START Extracted entries

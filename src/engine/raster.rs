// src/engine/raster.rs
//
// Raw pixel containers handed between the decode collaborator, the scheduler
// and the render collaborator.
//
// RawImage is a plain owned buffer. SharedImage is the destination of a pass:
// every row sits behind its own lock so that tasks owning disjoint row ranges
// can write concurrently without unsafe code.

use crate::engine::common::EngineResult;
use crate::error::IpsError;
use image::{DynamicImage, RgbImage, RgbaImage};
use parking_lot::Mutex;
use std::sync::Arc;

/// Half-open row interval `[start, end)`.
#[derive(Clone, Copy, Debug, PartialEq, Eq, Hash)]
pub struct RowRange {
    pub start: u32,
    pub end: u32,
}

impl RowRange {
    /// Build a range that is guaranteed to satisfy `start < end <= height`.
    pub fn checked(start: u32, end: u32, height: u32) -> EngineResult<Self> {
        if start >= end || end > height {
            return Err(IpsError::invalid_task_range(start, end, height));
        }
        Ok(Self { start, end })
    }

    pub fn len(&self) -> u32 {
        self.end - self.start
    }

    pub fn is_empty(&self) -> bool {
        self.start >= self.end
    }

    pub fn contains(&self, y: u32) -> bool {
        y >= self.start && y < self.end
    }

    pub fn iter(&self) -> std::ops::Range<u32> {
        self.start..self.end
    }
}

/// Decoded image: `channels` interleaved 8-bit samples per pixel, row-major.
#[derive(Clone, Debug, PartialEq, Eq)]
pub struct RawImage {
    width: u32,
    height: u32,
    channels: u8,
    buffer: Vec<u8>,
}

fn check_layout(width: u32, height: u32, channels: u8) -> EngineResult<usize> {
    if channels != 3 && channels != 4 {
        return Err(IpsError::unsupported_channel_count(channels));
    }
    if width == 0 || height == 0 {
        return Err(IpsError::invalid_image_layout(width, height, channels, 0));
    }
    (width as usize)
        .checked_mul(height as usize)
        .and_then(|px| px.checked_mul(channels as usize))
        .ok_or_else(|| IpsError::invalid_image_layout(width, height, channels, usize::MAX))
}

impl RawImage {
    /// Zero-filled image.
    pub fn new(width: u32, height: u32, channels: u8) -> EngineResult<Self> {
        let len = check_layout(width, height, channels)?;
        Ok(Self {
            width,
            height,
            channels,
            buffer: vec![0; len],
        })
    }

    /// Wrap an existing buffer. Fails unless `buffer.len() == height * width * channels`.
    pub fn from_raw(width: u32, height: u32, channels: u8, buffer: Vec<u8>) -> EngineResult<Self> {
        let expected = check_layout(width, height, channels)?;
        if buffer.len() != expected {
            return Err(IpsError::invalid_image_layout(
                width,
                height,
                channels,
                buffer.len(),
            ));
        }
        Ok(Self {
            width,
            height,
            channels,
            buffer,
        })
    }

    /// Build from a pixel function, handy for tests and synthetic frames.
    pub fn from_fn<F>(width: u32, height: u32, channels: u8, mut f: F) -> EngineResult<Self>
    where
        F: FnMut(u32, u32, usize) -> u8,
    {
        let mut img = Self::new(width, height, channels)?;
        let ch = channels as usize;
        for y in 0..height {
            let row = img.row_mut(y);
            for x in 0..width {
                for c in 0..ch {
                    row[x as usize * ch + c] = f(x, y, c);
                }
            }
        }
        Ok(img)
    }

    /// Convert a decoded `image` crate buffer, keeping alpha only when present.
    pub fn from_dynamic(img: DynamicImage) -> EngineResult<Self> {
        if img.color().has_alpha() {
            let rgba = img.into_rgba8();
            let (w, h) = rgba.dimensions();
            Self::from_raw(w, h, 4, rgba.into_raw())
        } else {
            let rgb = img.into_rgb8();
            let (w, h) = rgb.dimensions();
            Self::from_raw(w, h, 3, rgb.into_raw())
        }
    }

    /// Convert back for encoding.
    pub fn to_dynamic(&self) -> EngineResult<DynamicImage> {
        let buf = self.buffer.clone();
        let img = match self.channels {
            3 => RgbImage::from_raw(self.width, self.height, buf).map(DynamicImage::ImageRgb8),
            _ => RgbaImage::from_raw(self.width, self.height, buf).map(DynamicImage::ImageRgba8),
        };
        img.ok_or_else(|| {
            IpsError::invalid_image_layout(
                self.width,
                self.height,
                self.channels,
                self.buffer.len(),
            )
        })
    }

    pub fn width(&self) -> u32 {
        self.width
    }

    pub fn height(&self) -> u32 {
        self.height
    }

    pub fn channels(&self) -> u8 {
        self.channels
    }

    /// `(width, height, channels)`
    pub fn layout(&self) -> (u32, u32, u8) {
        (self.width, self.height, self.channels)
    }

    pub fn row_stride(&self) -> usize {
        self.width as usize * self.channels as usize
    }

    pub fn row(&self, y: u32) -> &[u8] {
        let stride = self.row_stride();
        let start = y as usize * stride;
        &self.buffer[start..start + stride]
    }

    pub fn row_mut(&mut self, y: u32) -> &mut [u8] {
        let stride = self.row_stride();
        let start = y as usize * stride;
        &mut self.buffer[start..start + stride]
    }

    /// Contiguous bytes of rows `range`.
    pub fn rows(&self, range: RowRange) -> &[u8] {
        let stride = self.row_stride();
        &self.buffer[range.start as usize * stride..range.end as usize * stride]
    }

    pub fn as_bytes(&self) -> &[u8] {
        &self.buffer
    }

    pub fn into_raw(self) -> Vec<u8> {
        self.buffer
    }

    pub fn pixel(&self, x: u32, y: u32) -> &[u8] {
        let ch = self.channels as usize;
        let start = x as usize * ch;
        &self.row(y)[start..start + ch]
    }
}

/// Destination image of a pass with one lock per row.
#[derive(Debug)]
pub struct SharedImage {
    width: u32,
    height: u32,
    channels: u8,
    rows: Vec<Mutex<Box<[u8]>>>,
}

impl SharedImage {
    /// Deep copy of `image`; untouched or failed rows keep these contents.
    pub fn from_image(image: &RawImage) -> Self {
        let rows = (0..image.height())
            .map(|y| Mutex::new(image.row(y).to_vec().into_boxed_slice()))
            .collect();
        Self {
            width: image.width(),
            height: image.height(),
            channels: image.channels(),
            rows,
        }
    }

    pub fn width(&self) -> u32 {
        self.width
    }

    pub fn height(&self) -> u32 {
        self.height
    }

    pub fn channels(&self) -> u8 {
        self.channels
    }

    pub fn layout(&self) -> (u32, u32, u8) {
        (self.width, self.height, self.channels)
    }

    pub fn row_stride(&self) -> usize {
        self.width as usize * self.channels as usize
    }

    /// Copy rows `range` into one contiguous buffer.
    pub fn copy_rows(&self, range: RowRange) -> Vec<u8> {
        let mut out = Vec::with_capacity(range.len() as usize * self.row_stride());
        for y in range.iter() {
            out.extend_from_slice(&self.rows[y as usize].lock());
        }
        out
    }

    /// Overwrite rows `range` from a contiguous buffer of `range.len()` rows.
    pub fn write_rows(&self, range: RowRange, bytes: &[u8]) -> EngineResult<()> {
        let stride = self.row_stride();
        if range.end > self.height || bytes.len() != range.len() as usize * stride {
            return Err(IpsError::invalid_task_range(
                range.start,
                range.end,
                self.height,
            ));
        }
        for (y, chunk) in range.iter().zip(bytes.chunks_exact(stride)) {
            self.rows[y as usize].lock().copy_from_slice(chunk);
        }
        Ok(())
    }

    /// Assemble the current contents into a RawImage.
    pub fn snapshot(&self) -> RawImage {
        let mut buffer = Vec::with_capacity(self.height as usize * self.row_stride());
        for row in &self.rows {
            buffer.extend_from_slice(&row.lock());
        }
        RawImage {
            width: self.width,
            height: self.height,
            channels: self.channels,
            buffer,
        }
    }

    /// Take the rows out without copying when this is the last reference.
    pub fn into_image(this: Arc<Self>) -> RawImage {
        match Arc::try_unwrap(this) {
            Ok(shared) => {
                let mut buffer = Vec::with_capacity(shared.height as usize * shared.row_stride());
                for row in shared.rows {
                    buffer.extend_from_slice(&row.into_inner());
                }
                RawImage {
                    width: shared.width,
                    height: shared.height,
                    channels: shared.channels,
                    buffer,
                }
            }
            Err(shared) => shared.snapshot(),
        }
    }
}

END Extracted entries

▸ **Task directions**
Transcribe each line of the data above, unaltered, from the one where "self.start >= self.end" appears to the one where "if channels != 3" appears, inclusive of both.

▸ **Answer box**
        self.start >= self.end
    }

    pub fn contains(&self, y: u32) -> bool {
        y >= self.start && y < self.end
    }

    pub fn iter(&self) -> std::ops::Range<u32> {
        self.start..self.end
    }
}

/// Decoded image: `channels` interleaved 8-bit samples per pixel, row-major.
#[derive(Clone, Debug, PartialEq, Eq)]
pub struct RawImage {
    width: u32,
    height: u32,
    channels: u8,
    buffer: Vec<u8>,
}

fn check_layout(width: u32, height: u32, channels: u8) -> EngineResult<usize> {
    if channels != 3 && channels != 4 {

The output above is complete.